An indexing flow always has a top-level struct, containing all data within and managed by the flow.

See Data Types for more details about data types.

Operations

An operation in an indexing flow defines a step in the flow. An operation is defined by:

• Action, which defines the behavior of the operation, e.g. import, transform, for each, collect and export. See Flow Definition for more details for each action.

• Some actions (i.e. "import", "transform" and "export") require an Operation Spec, which describes the specific behavior of the operation, e.g. a source to import from, a function describing the transformation behavior, a target storage to export to (as an index).

  • Each operation spec has a operation type, e.g. LocalFile (data source), SplitRecursively (function), SentenceTransformerEmbed (function), Postgres (storage).
  • CocoIndex framework maintains a set of supported operation types. Users can also implement their own.
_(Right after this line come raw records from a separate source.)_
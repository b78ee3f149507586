//! Pure Rust image processing backend.
//!
//! ## Crate mapping
//!
//! | Operation | Crate / function |
//! |---|---|
//! | Decode (JPEG, PNG, TIFF, WebP) | `image` crate decoders, format sniffed from content |
//! | Auto-orient | `ImageDecoder::orientation` + `DynamicImage::apply_orientation` |
//! | Resize | `DynamicImage::resize_exact` with `Lanczos3` |
//! | Encode → JPEG | `JpegEncoder::new_with_quality` |
//! | Encode → WebP | `WebPEncoder::new_lossless` |
//! | Encode → PNG / TIFF | `PngEncoder` / `TiffEncoder` |
//!
//! The output format follows the output extension. Outputs without a known
//! extension (a thumbnail of `IMG_0001` keeps the source's bare name) take the
//! format sniffed from the source instead. Encoding goes to a `.partial`
//! sibling that is renamed into place, so an output path never holds a
//! truncated image.
//!
//! The `image` crate only ships a lossless WebP encoder, so quality settings
//! apply to JPEG output only. Encoders write fresh pixel data, so source
//! metadata is not carried over.

use super::backend::{BackendError, ImageBackend};
use super::calculations::target_dimensions;
use super::params::ResizeParams;
use image::codecs::jpeg::JpegEncoder;
use image::codecs::png::PngEncoder;
use image::codecs::tiff::TiffEncoder;
use image::codecs::webp::WebPEncoder;
use image::imageops::FilterType;
use image::{DynamicImage, ImageDecoder, ImageFormat, ImageReader};
use std::fs::File;
use std::io::BufWriter;
use std::path::{Path, PathBuf};

/// Pure Rust backend using the `image` crate ecosystem.
///
/// See the [module docs](self) for the crate-to-operation mapping.
pub struct RustBackend;

impl RustBackend {
    pub fn new() -> Self {
        Self
    }
}

impl Default for RustBackend {
    fn default() -> Self {
        Self::new()
    }
}

fn decode_failed(path: &Path, e: impl std::fmt::Display) -> BackendError {
    BackendError::ProcessingFailed(format!("Failed to decode {}: {}", path.display(), e))
}

/// Load and decode an image from disk, upright, along with the format sniffed
/// from its content.
fn load_oriented(path: &Path) -> Result<(DynamicImage, Option<ImageFormat>), BackendError> {
    let reader = ImageReader::open(path)?.with_guessed_format()?;
    let format = reader.format();
    let mut decoder = reader.into_decoder().map_err(|e| decode_failed(path, e))?;
    let orientation = decoder.orientation().map_err(|e| decode_failed(path, e))?;
    let mut img = DynamicImage::from_decoder(decoder).map_err(|e| decode_failed(path, e))?;
    img.apply_orientation(orientation);
    Ok((img, format))
}

fn encodable(format: ImageFormat) -> bool {
    matches!(
        format,
        ImageFormat::Jpeg | ImageFormat::WebP | ImageFormat::Png | ImageFormat::Tiff
    )
}

/// Output format from the extension, falling back to the source's own
/// format when the extension is missing or unknown.
fn output_format(path: &Path, source: Option<ImageFormat>) -> Result<ImageFormat, BackendError> {
    let format = match ImageFormat::from_path(path) {
        Ok(format) => Some(format),
        Err(_) => source,
    };
    format.filter(|f| encodable(*f)).ok_or_else(|| {
        BackendError::ProcessingFailed(format!("Unsupported output format: {}", path.display()))
    })
}

/// Sibling path the encoder writes to before the result is moved into place.
fn partial_path(path: &Path) -> PathBuf {
    let mut name = path.file_name().unwrap_or_default().to_os_string();
    name.push(".partial");
    path.with_file_name(name)
}

fn encode(img: &DynamicImage, format: ImageFormat, path: &Path, quality: u32) -> Result<(), BackendError> {
    let encode_failed = |e: image::ImageError| {
        BackendError::ProcessingFailed(format!("{format:?} encode failed: {e}"))
    };
    let writer = BufWriter::new(File::create(path)?);

    match format {
        ImageFormat::Jpeg => {
            let encoder = JpegEncoder::new_with_quality(writer, quality.clamp(1, 100) as u8);
            DynamicImage::ImageRgb8(img.to_rgb8())
                .write_with_encoder(encoder)
                .map_err(encode_failed)
        }
        ImageFormat::WebP => {
            let encoder = WebPEncoder::new_lossless(writer);
            let pixels = if img.color().has_alpha() {
                DynamicImage::ImageRgba8(img.to_rgba8())
            } else {
                DynamicImage::ImageRgb8(img.to_rgb8())
            };
            pixels.write_with_encoder(encoder).map_err(encode_failed)
        }
        ImageFormat::Png => img
            .write_with_encoder(PngEncoder::new(writer))
            .map_err(encode_failed),
        ImageFormat::Tiff => DynamicImage::ImageRgb8(img.to_rgb8())
            .write_with_encoder(TiffEncoder::new(writer))
            .map_err(encode_failed),
        other => Err(BackendError::ProcessingFailed(format!(
            "Unsupported output format: {:?}",
            other
        ))),
    }
}

/// Encode into a `.partial` sibling, then rename over `path`.
///
/// A failed encode removes the partial file, so `path` is either a complete
/// image or untouched.
fn save_image(
    img: &DynamicImage,
    path: &Path,
    source_format: Option<ImageFormat>,
    quality: u32,
) -> Result<(), BackendError> {
    let format = output_format(path, source_format)?;
    let partial = partial_path(path);
    if let Err(e) = encode(img, format, &partial, quality) {
        let _ = std::fs::remove_file(&partial);
        return Err(e);
    }
    std::fs::rename(&partial, path).map_err(|e| {
        let _ = std::fs::remove_file(&partial);
        BackendError::Io(e)
    })
}

impl ImageBackend for RustBackend {
    fn resize(&self, params: &ResizeParams) -> Result<(), BackendError> {
        let (img, source_format) = load_oriented(&params.source)?;
        let (width, height) = target_dimensions((img.width(), img.height()), params.target);
        let resized = if (width, height) == (img.width(), img.height()) {
            img
        } else {
            img.resize_exact(width, height, FilterType::Lanczos3)
        };
        save_image(&resized, &params.output, source_format, params.quality.value())
    }
}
"import" and "transform" operations produce output data, whose data type is determined based on the operation spec and data types of input data (for "transform" operation only).

Example

For the example shown in the Quickstart section, the indexing flow is as follows:

This creates the following data for the indexing flow:

• The Localfile source creates a documents field at the top level, with filename (key) and content sub fields.
• A "for each" action works on each document, with the following transformations:
  • The SplitRecursively function splits content into chunks, adds a chunks field into the current scope (each document), with location (key) and text sub fields.
  • A "collect" action works on each chunk, with the following transformations:
    • The SentenceTransformerEmbed function embeds the chunk into a vector space, adding a embedding field into the current scope (each chunk).
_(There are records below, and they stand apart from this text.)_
#[derive(Debug, Clone, Default, Serialize, Deserialize)]
#[serde(default, deny_unknown_fields)]
pub struct OrderConfig {
    pub strategy: OrderStrategy,
    /// Reverse the final sequence, after any strategy.
    pub reverse: bool,
    /// Shuffle seed. Absent means a fresh order on every run.
    #[serde(skip_serializing_if = "Option::is_none")]
    pub seed: Option<u64>,
}

#[derive(Debug, Clone, Default, Serialize, Deserialize)]
#[serde(default, deny_unknown_fields)]
pub struct FilterConfig {
    /// Case-sensitive substrings matched against the display basename.
    pub terms: Vec<String>,
}

#[derive(Debug, Clone, Serialize, Deserialize)]
#[serde(default, deny_unknown_fields)]
pub struct CaptionsConfig {
    /// Used for images without an Artist tag.
    pub default_artist: String,
    /// Used for every image, regardless of its tags.
    #[serde(skip_serializing_if = "Option::is_none")]
    pub artist_override: Option<String>,
    pub important_tags: Vec<TagField>,
    pub other_tags: Vec<TagField>,
}

impl Default for CaptionsConfig {
    fn default() -> Self {
        Self {
            default_artist: String::new(),
            artist_override: None,
            important_tags: vec![TagField::ExposureTime, TagField::FNumber, TagField::Iso],
            other_tags: vec![TagField::Make, TagField::Model, TagField::FocalLength],
        }
    }
}

#[derive(Debug, Clone, Serialize, Deserialize)]
#[serde(default, deny_unknown_fields)]
pub struct OutputConfig {
    /// How many leading thumbnails are embedded as base64 `data:` URLs.
    pub inline_count: usize,
    /// HTML template to splice the fragments into. Absent: bare fragments.
    #[serde(skip_serializing_if = "Option::is_none")]
    pub template: Option<PathBuf>,
    /// Write the final output here instead of stdout.
    #[serde(skip_serializing_if = "Option::is_none")]
    pub output_file: Option<PathBuf>,
    pub custom_css: String,
    pub output_marker: String,
    pub css_marker: String,
}

impl Default for OutputConfig {
    fn default() -> Self {
        Self {
            inline_count: 20,
            template: None,
            output_file: None,
            custom_css: String::new(),
            output_marker: "<!-- gallery output -->".to_string(),
            css_marker: "/* gallery custom CSS */".to_string(),
        }
    }
}

/// Variant sizes and encoder settings for the `resize` stage.
#[derive(Debug, Clone, Serialize, Deserialize)]
#[serde(default, deny_unknown_fields)]
pub struct ResizeConfig {
    pub thumbnail_height: u32,
    pub tiny_height: u32,
    pub mid_webp_width: u32,
    pub mid_jpeg_width: u32,
    pub thumbnail_quality: u32,
    pub tiny_quality: u32,
    pub mid_quality: u32,
    /// Maximum parallel workers. Absent means one per CPU core.
    #[serde(skip_serializing_if = "Option::is_none")]
    pub max_processes: Option<usize>,
}

impl Default for ResizeConfig {
    fn default() -> Self {
        Self {
            thumbnail_height: 256,
            tiny_height: 96,
            mid_webp_width: 900,
            mid_jpeg_width: 1500,
            thumbnail_quality: 78,
            tiny_quality: 75,
            mid_quality: 85,
            max_processes: None,
        }
    }
}

/// Resolve the effective thread count for the resize pool.
///
/// - `None` → use all available cores
/// - `Some(n)` → use `min(n, cores)`, never zero
pub fn effective_threads(config: &ResizeConfig) -> usize {
    let cores = std::thread::available_parallelism()
        .map(|n| n.get())
        .unwrap_or(1);
    config
        .max_processes
        .map(|n| n.clamp(1, cores))
        .unwrap_or(cores)
}

impl GalleryConfig {
    /// Checks that hold for every subcommand.
    pub fn validate(&self) -> Result<(), ConfigError> {
        if self.base_dir.is_empty() {
            return Err(ConfigError::Validation(
                "base_dir must be set (--basedir or base_dir in the config file)".into(),
            ));
        }
        let token = &self.dirs.full_resolution;
        if token.is_empty() {
            return Err(ConfigError::Validation(
                "dirs.full_resolution must not be empty".into(),
            ));
        }
        if !self.base_dir.contains(token.as_str()) {
            return Err(ConfigError::BaseDirOutsideFullResolution {
                base_dir: self.base_dir.clone(),
                token: token.clone(),
            });
        }
        for (name, replacement) in [
            ("thumbnail", &self.dirs.thumbnail),
            ("mid_size", &self.dirs.mid_size),
        ] {
            if replacement.contains(token.as_str()) {
                return Err(ConfigError::Validation(format!(
                    "dirs.{name} ({replacement}) must not contain dirs.full_resolution ({token})"
                )));
            }
        }
        if self.order.strategy == OrderStrategy::Filter && self.filter.terms.is_empty() {
            return Err(ConfigError::FilterOrderWithoutFilters);
        }
        for quality in [
            self.resize.thumbnail_quality,
            self.resize.tiny_quality,
            self.resize.mid_quality,
        ] {
            if quality > 100 {
                return Err(ConfigError::Validation(
                    "resize qualities must be 0-100".into(),
                ));
            }
        }
        Ok(())
    }

    /// Checks that only matter when rendering HTML.
    pub fn validate_for_render(&self) -> Result<(), ConfigError> {
        self.validate()?;
        self.location.destination_root()?;
        Ok(())
    }
}

// =============================================================================
// Config loading, merging, and validation
// =============================================================================

/// Split a comma-separated flag value, trimming items and dropping empties.
pub fn parse_csv(list: &str) -> Vec<String> {
    list.split(',')
        .map(str::trim)
        .filter(|item| !item.is_empty())
        .map(String::from)
        .collect()
}

/// Normalise the base directory into the `./relative/path` form URLs are
/// derived from.
///
/// Relative paths gain a `./` prefix; absolute paths inside `cwd` are made
/// relative to it; other absolute paths are kept as-is. Trailing slashes are
/// dropped.
pub fn normalize_base_dir(base_dir: &str, cwd: &Path) -> String {
    let trimmed = base_dir.trim_end_matches('/');
    let path = Path::new(trimmed);
    if path.is_absolute() {
        return match path.strip_prefix(cwd) {
            Ok(rel) if rel.as_os_str().is_empty() => ".".to_string(),
            Ok(rel) => format!("./{}", rel.to_string_lossy()),
            Err(_) => trimmed.to_string(),
        };
    }
    let mut rel = trimmed;
    while let Some(rest) = rel.strip_prefix("./") {
        rel = rest;
    }
    if rel.is_empty() || rel == "." {
        ".".to_string()
    } else if rel.starts_with("../") || rel == ".." {
        rel.to_string()
    } else {
        format!("./{rel}")
    }
}

/// Returns the stock default config as a `toml::Value::Table`.
pub fn stock_defaults_value() -> toml::Value {
    toml::Value::try_from(GalleryConfig::default()).expect("default config must serialize")
}

/// Recursively merge `overlay` on top of `base`.
///
/// - Tables are merged key-by-key (overlay keys override base keys).
/// - Non-table values in overlay replace base values entirely.
/// - Keys in base that are not in overlay are preserved.
pub fn merge_toml(base: toml::Value, overlay: toml::Value) -> toml::Value {
    match (base, overlay) {
        (toml::Value::Table(mut base_table), toml::Value::Table(overlay_table)) => {
            for (key, overlay_val) in overlay_table {
                let merged = match base_table.remove(&key) {
                    Some(base_val) => merge_toml(base_val, overlay_val),
                    None => overlay_val,
                };
                base_table.insert(key, merged);
            }
            toml::Value::Table(base_table)
        }
        (_, overlay) => overlay,
    }
}

/// Load a config file as a raw TOML value.
pub fn load_raw_config(path: &Path) -> Result<toml::Value, ConfigError> {
    let content = fs::read_to_string(path)?;
    Ok(toml::from_str(&content)?)
}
This shows schema and example data for the indexing flow:

Life cycle of an indexing flow

An indexing flow, once set up, maintains a long-lived relationship between data source and data in target storage. This means:

1. The target storage created by the flow remain available for querying at any time

2. As source data changes (new data added, existing data updated or deleted), data in the target storage are updated to reflect those changes, on certain pace, according to the update mode:

   • One time update: Once triggered, CocoIndex updates the target data to reflect the version of source data up to the current moment.
   • Live update: CocoIndex continuously reacts to changes of source data and updates the target data accordingly, based on various change capture mechanisms for the source.

   See more details in the build / update target data section.

3. CocoIndex intelligently reprocesses to propagate source changes to target by:

   • Determining which parts of the target data need to be recomputed
   • Reusing existing computations where possible
   • Only reprocessing the minimum necessary data

   This is known as incremental processing.

You can think of an indexing flow similar to formulas in a spreadsheet:

• In a spreadsheet, you define formulas that transform input cells into output cells
• When input values change, the spreadsheet recalculates affected outputs
• You focus on defining the transformation logic, not managing updates

CocoIndex works the same way, but with more powerful capabilities:

• Instead of flat tables, CocoIndex models data in nested data structures, making it more natural to model complex data
• Instead of simple cell-level formulas, you have operations like "for each" to apply the same formula across rows without repeating yourself

This means when writing your flow operations, you can treat source data as if it were static - focusing purely on defining the transformation logic. CocoIndex takes care of maintaining the dynamic relationship between sources and target data behind the scenes.

Internal storage

As an indexing flow is long-lived, it needs to store intermediate data to keep track of the states. CocoIndex uses internal storage for this purpose.

Currently, CocoIndex uses Postgres database as the internal storage. See Initialization for configuring its location, and cocoindex setup CLI command (see CocoIndex CLI) creates tables for the internal storage.

Retrieval

There are two ways to retrieve data from target storage built by an indexing flow:

• Query the underlying target storage directly for maximum flexibility.
• Use CocoIndex query handlers for a more convenient experience with built-in tooling support (e.g. CocoInsight) to understand query performance against the target data.

Query handlers are tied to specific indexing flows. They accept query inputs, transform them by defined operations, and retrieve matching data from the target storage that was created by the flow.